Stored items
━━━━━━━━━━━━━━━━━━━━━━━━━━━━━━

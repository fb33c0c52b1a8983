// Copyright 2025-Present Datadog, Inc. https://www.datadoghq.com/
// SPDX-License-Identifier: Apache-2.0

//! The framed entry layouts of the compressed log. Every entry carries its
//! 2-bit tag in the low bits of the first byte so one-byte peeks always
//! identify what follows.

use crate::packer::{pack_i64, pack_u64, unpack_i64, unpack_u64};
use crate::WireError;
use static_assertions::const_assert;

/// Byte size of the record header each call site stages ahead of its raw
/// argument bytes.
pub const RECORD_HEADER_SIZE: usize = 16;

/// Fixed byte size of a checkpoint: tag, rdtsc, unix time, cycles per
/// second, dictionary byte count, dictionary entry total.
pub const CHECKPOINT_SIZE: usize = 1 + 8 + 8 + 8 + 4 + 4;

/// Fixed prefix of a buffer extent: the packed tag byte plus the unpacked
/// 32-bit length.
pub const EXTENT_PREFIX_SIZE: usize = 1 + 4;

/// Worst-case buffer extent header: the prefix plus a fully un-compacted
/// producer id.
pub const MAX_EXTENT_HEADER_SIZE: usize = EXTENT_PREFIX_SIZE + 4;

/// Dictionary fragment header: tag plus 30-bit byte length in one word,
/// then the running entry total.
pub const DICTIONARY_FRAGMENT_HEADER_SIZE: usize = 4 + 4;

/// Fixed part of an on-disk dictionary entry: severity, line, filename
/// length, format-string length.
pub const LOG_INFO_HEADER_SIZE: usize = 1 + 4 + 2 + 2;

/// Worst case for a compressed record header: tag byte, 4 id bytes, 8
/// timestamp-delta bytes.
pub const MAX_RECORD_HEADER_SIZE: usize = 1 + 4 + 8;

const_assert!(CHECKPOINT_SIZE == 33);

/// The four entry kinds distinguishable from a one-byte peek. `Invalid` is
/// deliberately zero so the NUL padding that rounds direct-I/O writes up to
/// 512 bytes reads back as skippable entries.
#[derive(Clone, Copy, Debug, PartialEq, Eq)]
#[repr(u8)]
pub enum EntryType {
    Invalid = 0,
    /// A compressed log record inside a buffer extent, or a dictionary
    /// fragment at the top level.
    LogMsgsOrDic = 1,
    BufferExtent = 2,
    Checkpoint = 3,
}

/// Reads the entry tag out of the first byte of an entry.
#[inline]
pub fn entry_type(byte: u8) -> EntryType {
    match byte & 0x03 {
        0 => EntryType::Invalid,
        1 => EntryType::LogMsgsOrDic,
        2 => EntryType::BufferExtent,
        _ => EntryType::Checkpoint,
    }
}

#[inline]
fn need(buf: &[u8], pos: usize, bytes: usize) -> Result<(), WireError> {
    let available = buf.len().saturating_sub(pos);
    if available < bytes {
        return Err(WireError::Truncated {
            needed: bytes,
            available,
        });
    }
    Ok(())
}

/// Header of an uncompressed record as staged by a producer thread.
/// `entry_size` covers the header and the raw argument payload.
#[derive(Clone, Copy, Debug, PartialEq, Eq)]
pub struct RecordHeader {
    pub fmt_id: u32,
    pub entry_size: u32,
    pub timestamp: u64,
}

impl RecordHeader {
    pub fn write(&self, buf: &mut [u8], pos: &mut usize) -> Result<(), WireError> {
        need(buf, *pos, RECORD_HEADER_SIZE)?;
        buf[*pos..*pos + 4].copy_from_slice(&self.fmt_id.to_le_bytes());
        buf[*pos + 4..*pos + 8].copy_from_slice(&self.entry_size.to_le_bytes());
        buf[*pos + 8..*pos + 16].copy_from_slice(&self.timestamp.to_le_bytes());
        *pos += RECORD_HEADER_SIZE;
        Ok(())
    }

    pub fn read(buf: &[u8], pos: usize) -> Result<RecordHeader, WireError> {
        need(buf, pos, RECORD_HEADER_SIZE)?;
        let mut quad = [0u8; 4];
        let mut octet = [0u8; 8];
        quad.copy_from_slice(&buf[pos..pos + 4]);
        let fmt_id = u32::from_le_bytes(quad);
        quad.copy_from_slice(&buf[pos + 4..pos + 8]);
        let entry_size = u32::from_le_bytes(quad);
        octet.copy_from_slice(&buf[pos + 8..pos + 16]);
        let timestamp = u64::from_le_bytes(octet);
        Ok(RecordHeader {
            fmt_id,
            entry_size,
            timestamp,
        })
    }
}

/// Re-encodes a record header as a compressed record: one packed byte
/// holding the tag, the extra id byte count (stored minus one to fit two
/// bits), and the timestamp pack nibble, followed by the packed id and the
/// packed delta against the previous record in this encoder run.
pub fn encode_record_header(
    buf: &mut [u8],
    pos: &mut usize,
    fmt_id: u32,
    timestamp: u64,
    last_timestamp: u64,
) -> Result<usize, WireError> {
    need(buf, *pos, MAX_RECORD_HEADER_SIZE)?;
    let start = *pos;
    *pos += 1;
    let id_nibble = pack_u64(buf, pos, fmt_id as u64);
    let delta = timestamp.wrapping_sub(last_timestamp) as i64;
    let ts_nibble = pack_i64(buf, pos, delta);
    buf[start] = EntryType::LogMsgsOrDic as u8 | ((id_nibble - 1) << 2) | (ts_nibble << 4);
    Ok(*pos - start)
}

/// Inverts [`encode_record_header`]. Returns `None` when the bytes at `pos`
/// do not carry the record tag, leaving the cursor untouched.
pub fn decode_record_header(
    buf: &[u8],
    pos: &mut usize,
    last_timestamp: u64,
) -> Result<Option<(u32, u64)>, WireError> {
    need(buf, *pos, 1)?;
    let header = buf[*pos];
    if entry_type(header) != EntryType::LogMsgsOrDic {
        return Ok(None);
    }
    *pos += 1;
    let id_nibble = ((header >> 2) & 0x03) + 1;
    let ts_nibble = header >> 4;
    let fmt_id = unpack_u64(buf, pos, id_nibble)? as u32;
    let delta = unpack_i64(buf, pos, ts_nibble)?;
    Ok(Some((fmt_id, last_timestamp.wrapping_add(delta as u64))))
}

/// Time-base anchor written at the start of every log file (and again when
/// a later execution appends to it). `new_metadata_bytes` dictionary bytes
/// follow the fixed part when a full dictionary is embedded.
#[derive(Clone, Copy, Debug, Default, PartialEq)]
pub struct Checkpoint {
    pub rdtsc: u64,
    pub unix_time: i64,
    pub cycles_per_second: f64,
    pub new_metadata_bytes: u32,
    pub total_metadata_entries: u32,
}

impl Checkpoint {
    pub fn write(&self, buf: &mut [u8], pos: &mut usize) -> Result<(), WireError> {
        need(buf, *pos, CHECKPOINT_SIZE)?;
        buf[*pos] = EntryType::Checkpoint as u8;
        buf[*pos + 1..*pos + 9].copy_from_slice(&self.rdtsc.to_le_bytes());
        buf[*pos + 9..*pos + 17].copy_from_slice(&self.unix_time.to_le_bytes());
        buf[*pos + 17..*pos + 25].copy_from_slice(&self.cycles_per_second.to_le_bytes());
        buf[*pos + 25..*pos + 29].copy_from_slice(&self.new_metadata_bytes.to_le_bytes());
        buf[*pos + 29..*pos + 33].copy_from_slice(&self.total_metadata_entries.to_le_bytes());
        *pos += CHECKPOINT_SIZE;
        Ok(())
    }

    pub fn read(buf: &[u8]) -> Result<Checkpoint, WireError> {
        need(buf, 0, CHECKPOINT_SIZE)?;
        if entry_type(buf[0]) != EntryType::Checkpoint {
            return Err(WireError::UnexpectedEntry {
                expected: "checkpoint",
                found: buf[0] & 0x03,
            });
        }
        let mut octet = [0u8; 8];
        let mut quad = [0u8; 4];
        octet.copy_from_slice(&buf[1..9]);
        let rdtsc = u64::from_le_bytes(octet);
        octet.copy_from_slice(&buf[9..17]);
        let unix_time = i64::from_le_bytes(octet);
        octet.copy_from_slice(&buf[17..25]);
        let cycles_per_second = f64::from_le_bytes(octet);
        quad.copy_from_slice(&buf[25..29]);
        let new_metadata_bytes = u32::from_le_bytes(quad);
        quad.copy_from_slice(&buf[29..33]);
        let total_metadata_entries = u32::from_le_bytes(quad);
        Ok(Checkpoint {
            rdtsc,
            unix_time,
            cycles_per_second,
            new_metadata_bytes,
            total_metadata_entries,
        })
    }
}

/// Decoded fixed prefix of a buffer extent. When `is_short` the producer id
/// sits directly in `nibble_or_id`; otherwise it is the pack nibble for the
/// id bytes that follow the prefix.
#[derive(Clone, Copy, Debug, PartialEq, Eq)]
pub struct ExtentPrefix {
    pub wrap_around: bool,
    pub is_short: bool,
    pub nibble_or_id: u8,
    pub length: u32,
}

/// Starts a buffer extent for `buffer_id`. The 32-bit length field is left
/// unpacked on purpose so it can be patched as more records land in the
/// extent; its buffer offset is returned for that. The initial length
/// covers just the header.
pub fn encode_extent_start(
    buf: &mut [u8],
    pos: &mut usize,
    buffer_id: u32,
    wrap_around: bool,
) -> Result<usize, WireError> {
    need(buf, *pos, MAX_EXTENT_HEADER_SIZE)?;
    let start = *pos;
    let length_offset = start + 1;
    *pos += EXTENT_PREFIX_SIZE;

    let (is_short, nibble) = if buffer_id < (1 << 4) {
        (true, buffer_id as u8)
    } else {
        (false, pack_u64(buf, pos, buffer_id as u64))
    };
    buf[start] = EntryType::BufferExtent as u8
        | (u8::from(wrap_around) << 2)
        | (u8::from(is_short) << 3)
        | (nibble << 4);

    let length = (*pos - start) as u32;
    buf[length_offset..length_offset + 4].copy_from_slice(&length.to_le_bytes());
    Ok(length_offset)
}

/// Grows the length field of an in-progress extent in place.
pub fn patch_extent_length(buf: &mut [u8], length_offset: usize, additional: u32) {
    let mut quad = [0u8; 4];
    quad.copy_from_slice(&buf[length_offset..length_offset + 4]);
    let length = u32::from_le_bytes(quad) + additional;
    buf[length_offset..length_offset + 4].copy_from_slice(&length.to_le_bytes());
}

pub fn decode_extent_prefix(buf: &[u8]) -> Result<ExtentPrefix, WireError> {
    need(buf, 0, EXTENT_PREFIX_SIZE)?;
    if entry_type(buf[0]) != EntryType::BufferExtent {
        return Err(WireError::UnexpectedEntry {
            expected: "buffer extent",
            found: buf[0] & 0x03,
        });
    }
    let mut quad = [0u8; 4];
    quad.copy_from_slice(&buf[1..5]);
    Ok(ExtentPrefix {
        wrap_around: buf[0] & 0x04 != 0,
        is_short: buf[0] & 0x08 != 0,
        nibble_or_id: buf[0] >> 4,
        length: u32::from_le_bytes(quad),
    })
}

/// Resolves the producer id of an extent whose prefix has been decoded.
/// `extent` must be the full extent bytes. Returns the id and the total
/// header length consumed.
pub fn decode_extent_id(extent: &[u8], prefix: &ExtentPrefix) -> Result<(u32, usize), WireError> {
    if prefix.is_short {
        return Ok((prefix.nibble_or_id as u32, EXTENT_PREFIX_SIZE));
    }
    let mut pos = EXTENT_PREFIX_SIZE;
    let id = unpack_u64(extent, &mut pos, prefix.nibble_or_id)? as u32;
    Ok((id, pos))
}

/// Writes a dictionary fragment header at `offset`. Call again once the
/// trailing entries are in place to patch the real byte count in.
pub fn encode_dictionary_fragment_header(
    buf: &mut [u8],
    offset: usize,
    new_metadata_bytes: u32,
    total_metadata_entries: u32,
) {
    let word = EntryType::LogMsgsOrDic as u32 | ((new_metadata_bytes & 0x3FFF_FFFF) << 2);
    buf[offset..offset + 4].copy_from_slice(&word.to_le_bytes());
    buf[offset + 4..offset + 8].copy_from_slice(&total_metadata_entries.to_le_bytes());
}

/// Returns (fragment byte count including this header, running entry
/// total).
pub fn decode_dictionary_fragment_header(buf: &[u8]) -> Result<(u32, u32), WireError> {
    need(buf, 0, DICTIONARY_FRAGMENT_HEADER_SIZE)?;
    if entry_type(buf[0]) != EntryType::LogMsgsOrDic {
        return Err(WireError::UnexpectedEntry {
            expected: "dictionary fragment",
            found: buf[0] & 0x03,
        });
    }
    let mut quad = [0u8; 4];
    quad.copy_from_slice(&buf[0..4]);
    let word = u32::from_le_bytes(quad);
    quad.copy_from_slice(&buf[4..8]);
    Ok((word >> 2, u32::from_le_bytes(quad)))
}

/// One decoded dictionary entry: the static information of a log site.
#[derive(Clone, Debug, PartialEq, Eq)]
pub struct LogInfo {
    pub severity: u8,
    pub line: u32,
    pub filename: String,
    pub format: String,
}

/// Byte size [`encode_log_info`] will take for these strings. The stored
/// lengths include the NUL terminators.
pub fn log_info_encoded_size(filename: &str, format: &str) -> usize {
    LOG_INFO_HEADER_SIZE + filename.len() + 1 + format.len() + 1
}

pub fn encode_log_info(
    buf: &mut [u8],
    pos: &mut usize,
    severity: u8,
    line: u32,
    filename: &str,
    format: &str,
) -> Result<(), WireError> {
    let total = log_info_encoded_size(filename, format);
    need(buf, *pos, total)?;
    let filename_len = (filename.len() + 1) as u16;
    let format_len = (format.len() + 1) as u16;
    buf[*pos] = severity;
    buf[*pos + 1..*pos + 5].copy_from_slice(&line.to_le_bytes());
    buf[*pos + 5..*pos + 7].copy_from_slice(&filename_len.to_le_bytes());
    buf[*pos + 7..*pos + 9].copy_from_slice(&format_len.to_le_bytes());
    *pos += LOG_INFO_HEADER_SIZE;
    buf[*pos..*pos + filename.len()].copy_from_slice(filename.as_bytes());
    *pos += filename.len();
    buf[*pos] = 0;
    *pos += 1;
    buf[*pos..*pos + format.len()].copy_from_slice(format.as_bytes());
    *pos += format.len();
    buf[*pos] = 0;
    *pos += 1;
    Ok(())
}

pub fn decode_log_info(buf: &[u8], pos: &mut usize) -> Result<LogInfo, WireError> {
    need(buf, *pos, LOG_INFO_HEADER_SIZE)?;
    let severity = buf[*pos];
    let mut quad = [0u8; 4];
    quad.copy_from_slice(&buf[*pos + 1..*pos + 5]);
    let line = u32::from_le_bytes(quad);
    let mut pair = [0u8; 2];
    pair.copy_from_slice(&buf[*pos + 5..*pos + 7]);
    let filename_len = u16::from_le_bytes(pair) as usize;
    pair.copy_from_slice(&buf[*pos + 7..*pos + 9]);
    let format_len = u16::from_le_bytes(pair) as usize;
    *pos += LOG_INFO_HEADER_SIZE;

    let filename = take_nul_terminated(buf, pos, filename_len)?;
    let format = take_nul_terminated(buf, pos, format_len)?;
    Ok(LogInfo {
        severity,
        line,
        filename,
        format,
    })
}

fn take_nul_terminated(buf: &[u8], pos: &mut usize, len: usize) -> Result<String, WireError> {
    need(buf, *pos, len)?;
    let bytes = &buf[*pos..*pos + len];
    let Some((&0, text)) = bytes.split_last() else {
        return Err(WireError::UnterminatedString);
    };
    *pos += len;
    Ok(String::from_utf8_lossy(text).into_owned())
}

━━━━━━━━━━━━━━━━━━━━━━━━━━━━━━

■ **Exercise goal**
In the data above, which lines have "struct"? Report each of them.

■ **Answer**
pub struct RecordHeader {
pub struct Checkpoint {
pub struct ExtentPrefix {
pub struct LogInfo {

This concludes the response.